I don’t tell them about the sessions staring at dashboards. I don’t tell them about the credit card confirmations. I don’t tell them about the tactical use of growth services to jumpstart the momentum that the algorithm refused to provide.
By hiding the tools, we make the “impossible boss” look beatable, which only ensures that the next person who tries will feel like even more of a failure when they inevitably hit the wall. We are protecting a narrative that only benefits the platforms. The platforms love it when we pretend the algorithm is a meritocracy.
The Bridge in the Canyon
I remember a specific night, about ago. I was at 477 followers. I had been there for a year. I was ready to quit. I felt like I was shouting into a canyon and not even getting an echo back. I finally broke down and looked for help.
I found a service, I paid the fee, and within 7 days, the “echo” started to happen. Real people started showing up because the “numbers” told them I was worth watching. The artificial growth acted as a catalyst for the organic growth. It was a bridge. And yet, I haven’t mentioned that bridge to a single person until now.
We are so afraid of being called “fakes” that we would rather burn out in obscurity than admit we used a ladder to get over the wall. We’ve turned “organic” into a religion, forgetting that even the most organic garden in the world requires fertilizer, a fence to keep the deer out, and someone willing to get their hands dirty in the middle of the night.
I think about Eva S. again. She’s probably awake too, tweaking some variable in a spreadsheet that will make a thousand people scream at their televisions tomorrow. She isn’t worried about being “authentic.” She’s worried about the experience. She’s worried about the flow. She knows that the mechanics are just a means to an end.
Maybe it’s time we stop apologizing for the mechanics of our own success. Maybe the shame isn’t in using the tools; the shame is in the lie that we didn’t need them. I am tired of the three-step payment confirmations being the only time I acknowledge the reality of my business. I am tired of the social tax.
I’m going to try to go to bed again. It’s now. The dashboard is still blue, the numbers are still there, and the world hasn’t ended because I admitted the truth. The algorithm didn’t find me because I was a saint of “consistency.” It found me because I stopped waiting for permission to be seen and started building the visibility myself.
If that makes me a customer of the “unspoken,” then so be it. At least I’m a customer who’s still in the game, unlike the thousands who quit because they believed the lie that the boss fight was fair. It never was.

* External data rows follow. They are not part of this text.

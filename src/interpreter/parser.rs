/// Infix to postfix conversion.
///
/// Implements the Shunting-Yard algorithm over the token stream of one
/// expression, producing the operator sequence the evaluator reduces.
pub mod core;

/// Line classification.
///
/// Recognizes which statement form a line of a listing has under the active
/// block style, extracting names, parameter lists and expression texts.
pub mod statement;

It was always a balance of math, psychology, and the tools you’re too embarrassed to put in your credits.
I’ll probably wake up tomorrow and delete half of this. I’ll go back to the “just be yourself” mantra because it’s safer. It’s the brand-friendly version of the truth. But for tonight, at least, the 47 viewers and I know better. We know that behind every “natural” success is a series of very deliberate, very expensive, and very quiet decisions. And maybe, just maybe, that’s the most authentic thing about any of this.